3) The studies we have may be too short-term to capture longer-term health benefits. Like many of the papers on the effects of health insurance, the new NBER study had a pretty short follow-up time — two years — and that may not be enough time to detect changes in health status, particularly for chronic conditions like diabetes and cancer. As Benjamin Sommers, a health economist and physician based at Harvard University, put it, “Coverage effects likely grow over time, and while this is a ‘new’ study, it’s not using newer data. It’s still only through the end of 2015, which is similar to what’s already out there.”

4) [This is a condemnation of our health system] Health insurance isn’t the same as access to care, Kosali Simon, who has also studied the impact of insurance on health, told me. “[This is] because of the hurdles in navigating the health care system, or finding the best providers, or adhering to medical advice, and all the other factors that go into meaningful health improvements.” Those are conditions that one’s insurance status won’t necessarily ameliorate — which also means health professionals need to find ways to make insurance a more powerful tool to improve health.

5) There may be limitations to the methods used to study health improvements with insurance. Many of the studies on the impact of health insurance rely on self-reported data (how people think about their health status) or administrative data (like medical claims to track costs and what services the newly insured might be using). But these methods may not be the best ways to measure health.

Her even-numbered theories support Ross Douthat’s theory that most Americans are irrational to buy health insurance because it doesn’t do any good, but that is such a severe condemnation of the health industry representing about 1/6th of the US economy, that it is hard to imagine Americans are that irrational.

There are many studies that claim to show that health insurance does not save lives, but they are typically observational studies without any control group or else they have small samples. The Romneycare insurance expansion in Massachusetts was a big expansion and produced one of the best quasi-experimental studies. It found impressive reductions in mortality that the authors attributed to insurance expansion.

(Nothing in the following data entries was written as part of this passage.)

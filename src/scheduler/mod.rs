//! Background notification scheduler.
//!
//! A single self-rescheduling loop: sleep a freshly-drawn random delay, run
//! one pass over the subscription registry, repeat. Because the next delay is
//! drawn only after a pass completes, a slow pass can never stack executions.
//! The random delay spreads passes across deployments instead of
//! synchronizing them.

use std::sync::Arc;
use std::time::Duration;

use rand::Rng;
use tokio::sync::watch;

use crate::db::Repository;
use crate::models::{PushPayload, RideStatus, Subscription};
use crate::push::{DeliveryError, PushTransport};

pub struct NotificationScheduler {
    repo: Arc<Repository>,
    transport: Arc<dyn PushTransport>,
    min_interval: Duration,
    max_interval: Duration,
}

impl NotificationScheduler {
    pub fn new(
        repo: Arc<Repository>,
        transport: Arc<dyn PushTransport>,
        min_interval: Duration,
        max_interval: Duration,
    ) -> Self {
        Self {
            repo,
            transport,
            min_interval,
            max_interval,
        }
    }

    /// Run until the shutdown signal flips. Owned by the process lifecycle;
    /// tests drive [`NotificationScheduler::tick`] directly instead.
    pub async fn run(self, mut shutdown: watch::Receiver<bool>) {
        loop {
            let delay = self.next_delay();
            tracing::debug!("Next notification pass in {:?}", delay);

            tokio::select! {
                _ = tokio::time::sleep(delay) => {}
                _ = shutdown.changed() => {
                    tracing::info!("Notification scheduler stopping");
                    return;
                }
            }

            self.tick().await;
        }
    }

    /// One pass over the registry. Failures are isolated per subscription so
    /// one bad endpoint never aborts the remaining batch.
    pub async fn tick(&self) {
        let subscriptions = match self.repo.list_subscriptions().await {
            Ok(subs) => subs,
            Err(e) => {
                tracing::error!("Notification pass skipped, registry read failed: {}", e);
                return;
            }
        };

        tracing::debug!("Notification pass over {} subscription(s)", subscriptions.len());

        for subscription in &subscriptions {
            if let Err(e) = self.process_subscription(subscription).await {
                tracing::warn!(
                    corrida_number = %subscription.corrida_number,
                    "Subscription pass failed: {}", e
                );
            }
        }
    }

    async fn process_subscription(
        &self,
        subscription: &Subscription,
    ) -> Result<(), crate::errors::AppError> {
        let ride = self
            .repo
            .get_ride_by_corrida(&subscription.corrida_number)
            .await?;

        // A subscription whose ride is missing or no longer Running is
        // stale; remove it without attempting delivery.
        let live = matches!(ride, Some(ref r) if r.status == RideStatus::Running);
        if !live {
            self.repo
                .remove_subscription(&subscription.corrida_number)
                .await?;
            tracing::info!(
                corrida_number = %subscription.corrida_number,
                "Pruned stale subscription"
            );
            return Ok(());
        }

        let payload = PushPayload::silent_resync(&subscription.corrida_number);
        match self.transport.send(subscription, &payload).await {
            Ok(()) => {
                tracing::debug!(
                    corrida_number = %subscription.corrida_number,
                    "Delivered resync notification"
                );
            }
            Err(DeliveryError::Permanent(msg)) => {
                tracing::info!(
                    corrida_number = %subscription.corrida_number,
                    "Pruning invalid endpoint: {}", msg
                );
                self.repo.prune_endpoint(&subscription.endpoint).await?;
            }
            Err(DeliveryError::Transient(msg)) => {
                // Left for the next pass; no inline retry.
                tracing::warn!(
                    corrida_number = %subscription.corrida_number,
                    "Delivery failed, will retry next pass: {}", msg
                );
            }
        }

        Ok(())
    }

    fn next_delay(&self) -> Duration {
        if self.max_interval <= self.min_interval {
            return self.min_interval;
        }
        rand::thread_rng().gen_range(self.min_interval..=self.max_interval)
    }
}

On the other hand, Jacob Stegenga, a philosopher from Cambridge University, argues that, “our confidence in the effectiveness of medical interventions should be low” according to former BMJ editor, Richard Smith.  Stegenga bases this on an application of Bayes Theorem:

we should start with a prior belief in the low effectiveness of medical interventions—to the point that “even when presented with evidence for a hypothesis regarding the effectiveness of a medical intervention, we ought to have low confidence in that hypothesis”… empirical evidence to support his particular arguments… Firstly, many medical interventions have been rejected because they don’t work… Secondly, the best evidence shows that many medical interventions are barely effective, if effective at all. Thirdly, there is conflicting evidence on the benefits of many medical interventions.

There is certainly diminishing marginal utility of healthcare and too much healthcare is harmful because it all produces side effects.  I just got the new Shingles vaccine and I was one of the 1/6 of patients (higher in younger people) to get “side effects that prevented them from doing regular activities.  [for] about 2 to 3 days.”  I got them all–I “got a sore arm, …felt tired, had muscle pain, a headache, shivering, fever, stomach pain, [and] nausea.” 

I’m a big supporter of vaccinations, but if this didn’t reduce my risk of shingles by 90%, I wouldn’t be so willing to undergo those side effects.